Efforts should take into account the socioeconomic status and education level of the child and family. The panel recommended using prevention efforts that fall within the framework of the socioeconomic model, which views children in the context of their family, culture and community.

“Socioeconomic position and social class permeate every aspect of life and have a cumulative effect on health status throughout the life cycle. Controlling for socioeconomic status variables, however, is very difficult because many, if not most, of these variables are unobserved,” the panel wrote.

Emphasis should be placed on early treatment and mutually agreed-upon treatment goals.
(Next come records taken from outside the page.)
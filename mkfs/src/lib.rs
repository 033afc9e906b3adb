#[macro_use]
extern crate log;

use std::{
    fs::{self, File, Metadata, OpenOptions},
    io::{self, Read, Seek, SeekFrom, Write},
    path::{Path, PathBuf},
    time::SystemTime,
};

use tiny_fs::{inode::Inode, DiskError, DiskResult, FileType, Mode};

pub type TinyFs = tiny_fs::TinyFs<spin::Mutex<()>, FileDisk>;

type SpinMutex<T> = lock_api::Mutex<spin::Mutex<()>, T>;

/// A disk image stored in a host file.
pub struct FileDisk {
    file: SpinMutex<File>,
    capacity: u64,
}

impl FileDisk {
    /// Creates a new zeroed image of `capacity` bytes.
    /// Fails if `path` already exists.
    pub fn create<P: AsRef<Path>>(path: P, capacity: u64) -> io::Result<Self> {
        let file = OpenOptions::new()
            .read(true)
            .write(true)
            .create_new(true)
            .open(path)?;
        file.set_len(capacity)?;
        Ok(Self {
            file: SpinMutex::new(file),
            capacity,
        })
    }

    /// Opens an existing image, `None` if there is none at `path`.
    pub fn open<P: AsRef<Path>>(path: P) -> io::Result<Option<Self>> {
        let file = match OpenOptions::new().read(true).write(true).open(path) {
            Ok(file) => file,
            Err(e) if e.kind() == io::ErrorKind::NotFound => return Ok(None),
            Err(e) => return Err(e),
        };
        let capacity = file.metadata()?.len();
        Ok(Some(Self {
            file: SpinMutex::new(file),
            capacity,
        }))
    }
}

fn to_disk_err(e: io::Error) -> DiskError {
    Box::new(e)
}

impl tiny_fs::Disk for FileDisk {
    fn read_at(&self, offset: u64, buf: &mut [u8]) -> DiskResult<usize> {
        let mut file = self.file.lock();
        file.seek(SeekFrom::Start(offset)).map_err(to_disk_err)?;
        let mut read_len = 0;
        while read_len < buf.len() {
            match file.read(&mut buf[read_len..]) {
                Ok(0) => break,
                Ok(len) => read_len += len,
                Err(e) if e.kind() == io::ErrorKind::Interrupted => {}
                Err(e) => return Err(to_disk_err(e)),
            }
        }
        Ok(read_len)
    }

    fn write_at(&self, offset: u64, buf: &[u8]) -> DiskResult<usize> {
        if offset >= self.capacity {
            return Err(to_disk_err(io::Error::new(
                io::ErrorKind::InvalidInput,
                format!("offset {} past the end of the image", offset),
            )));
        }
        let len = (self.capacity - offset).min(buf.len() as u64) as usize;
        let mut file = self.file.lock();
        file.seek(SeekFrom::Start(offset)).map_err(to_disk_err)?;
        file.write_all(&buf[..len]).map_err(to_disk_err)?;
        Ok(len)
    }

    fn sync(&self) -> DiskResult<()> {
        self.file.lock().sync_all().map_err(to_disk_err)
    }

    fn capacity(&self) -> u64 {
        self.capacity
    }
}

/// Seconds since the Unix epoch, 0 if the host clock is before it.
pub fn now_unix_timestamp() -> u32 {
    SystemTime::now()
        .duration_since(SystemTime::UNIX_EPOCH)
        .map(|d| d.as_secs() as u32)
        .unwrap_or(0)
}

/// Copies host `files` into the directory `parent`, recursing into
/// directories. Anything that is neither a file nor a directory is skipped.
pub fn copy_files(tiny_fs: &TinyFs, files: &[PathBuf], parent: &mut Inode) -> io::Result<()> {
    for file in files {
        let attr = fs::symlink_metadata(file)?;
        let filename = match file.file_name() {
            Some(filename) => filename.to_string_lossy().into_owned(),
            None => {
                warn!("Skipping {}: no file name", file.display());
                continue;
            }
        };

        if attr.is_dir() {
            let mut children = fs::read_dir(file)?
                .map(|entry| entry.map(|entry| entry.path()))
                .collect::<io::Result<Vec<_>>>()?;
            children.sort();

            let inode_id = tiny_fs
                .create_entry(
                    parent,
                    filename.as_bytes(),
                    FileType::Dir,
                    perm(&attr),
                    0,
                    0,
                )
                .map_err(tiny_fs_err_to_stdio_err)?;
            let mut dir = tiny_fs
                .load_inode(inode_id)
                .map_err(tiny_fs_err_to_stdio_err)?;
            copy_files(tiny_fs, &children, &mut dir)?;
        } else if attr.is_file() {
            let inode_id = tiny_fs
                .create_entry(
                    parent,
                    filename.as_bytes(),
                    FileType::RegFile,
                    perm(&attr),
                    0,
                    0,
                )
                .map_err(tiny_fs_err_to_stdio_err)?;
            let mut file_inode = tiny_fs
                .load_inode(inode_id)
                .map_err(tiny_fs_err_to_stdio_err)?;
            tiny_fs
                .write_at(&mut file_inode, 0, &fs::read(file)?)
                .map_err(tiny_fs_err_to_stdio_err)?;
        } else {
            warn!(
                "Skipping {}: not a regular file or directory",
                file.display()
            );
            continue;
        }
        debug!("Copied {}", file.display());
    }
    Ok(())
}

fn perm(metadata: &Metadata) -> Mode {
    let perm_usr = if metadata.permissions().readonly() {
        Mode::PERM_RX_USR
    } else {
        Mode::PERM_RWX_USR
    };
    perm_usr | Mode::PERM_RX_GRP | Mode::PERM_RX_OTH
}

pub fn tiny_fs_err_to_stdio_err(tfe: tiny_fs::Error) -> io::Error {
    match tfe {
        tiny_fs::Error::NotFound => io::ErrorKind::NotFound.into(),
        tiny_fs::Error::AlreadyExists => io::ErrorKind::AlreadyExists.into(),
        tiny_fs::Error::DiskError(e) => match e.downcast::<io::Error>() {
            Ok(e) => *e,
            Err(_) => io::ErrorKind::Other.into(),
        },
        e => io::Error::new(io::ErrorKind::Other, format!("{:?}", e)),
    }
}

#[cfg(test)]
mod test {
    use super::{copy_files, FileDisk, TinyFs};
    use std::{fs, path::PathBuf, process};
    use tiny_fs::{Disk, FormatOptions, Path};

    fn clock() -> u32 {
        1_600_000_000
    }

    /// A fresh scratch directory for one test.
    fn scratch_dir(name: &str) -> PathBuf {
        let dir = std::env::temp_dir().join(format!("mkfs-tiny-{}-{}", process::id(), name));
        let _ = fs::remove_dir_all(&dir);
        fs::create_dir_all(&dir).unwrap();
        dir
    }

    #[test]
    fn test_file_disk() {
        let dir = scratch_dir("file_disk");
        let image = dir.join("disk.img");
        assert!(FileDisk::open(&image).unwrap().is_none());

        let disk = FileDisk::create(&image, 4096).unwrap();
        assert_eq!(disk.capacity(), 4096);
        assert_eq!(disk.write_at(4090, b"0123456789").unwrap(), 6);
        assert!(disk.write_at(4096, b"x").is_err());
        assert!(FileDisk::create(&image, 4096).is_err());
        drop(disk);

        let disk = FileDisk::open(&image).unwrap().unwrap();
        let mut buf = [0xff; 10];
        assert_eq!(disk.read_at(4090, &mut buf).unwrap(), 6);
        assert_eq!(&buf[..6], b"012345");
        fs::remove_dir_all(&dir).unwrap();
    }

    #[test]
    fn test_format_and_copy() {
        let dir = scratch_dir("copy");
        let host = dir.join("host");
        fs::create_dir_all(host.join("etc")).unwrap();
        fs::write(host.join("etc").join("hosts"), b"127.0.0.1 localhost\n").unwrap();
        fs::write(host.join("init"), b"#!/bin/sh\n").unwrap();

        let image = dir.join("disk.img");
        let capacity = 1 << 20;
        let opts = FormatOptions::fit(4096, 64, capacity).unwrap();
        let disk = FileDisk::create(&image, capacity).unwrap();
        let tiny_fs = TinyFs::format(disk, opts, clock).unwrap();
        let mut root = tiny_fs.root().unwrap();
        copy_files(
            &tiny_fs,
            &[host.join("etc"), host.join("init")],
            &mut root,
        )
        .unwrap();
        drop(tiny_fs);

        let disk = FileDisk::open(&image).unwrap().unwrap();
        let tiny_fs = TinyFs::open(disk, clock).unwrap();
        let mut hosts = tiny_fs.resolve(Path::new("/etc/hosts")).unwrap();
        let mut buf = vec![0; hosts.byte_size() as usize];
        tiny_fs.read_at(&mut hosts, 0, &mut buf).unwrap();
        assert_eq!(buf, b"127.0.0.1 localhost\n");
        assert!(tiny_fs.resolve(Path::new("/etc")).unwrap().is_dir());
        assert_eq!(tiny_fs.resolve(Path::new("/init")).unwrap().byte_size(), 10);
        fs::remove_dir_all(&dir).unwrap();
    }
}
The statement recommends awareness of specific racial, ethnic and sex differences in perception of obesity that may influence goals, such as body image, religious views and realities of time and money. Although comprehensive lifestyle modification is recommended for white middle-class children, further study is needed to determine the benefits of these interventions in nonwhite children.

The panel also suggested that health care professionals play an active role in advocating local and national policies and a healthy environment for children. This includes promoting physical activity and healthy food choices, providing children with safe places to play in poor and minority neighborhoods and restricting youth-targeted unhealthy food advertising.

“Understanding the influence of these variables on the patterns of eating and physical activity that lead to obesity will be critical to developing public policies and effective clinical interventions to prevent and treat childhood obesity,” the panel wrote. – by Katie Kalvaitis

Diabetes Care. 2008;31:2211-2221.

PERSPECTIVE

This is a critically important paper at a time when obesity in children is becoming a national epidemic. Until society gets involved, we are not going to solve the problem of childhood obesity. This is a call to arms to involve the medical community and the community at large to counter this epidemic by introduction of didactic lectures on the importance of nutrition and participation by schools in education; healthy lunch options; avoidance of fast foods available in vending machines; and introduction of minimally required exercise programs. Just like cigarette smoking, when society decided that there should be laws to limit smoking in public areas, that is when the rate of smoking went down, and rates of cancer and blood pressure are going down. This is a landmark paper addressing a fundamental health problem of the 21st century.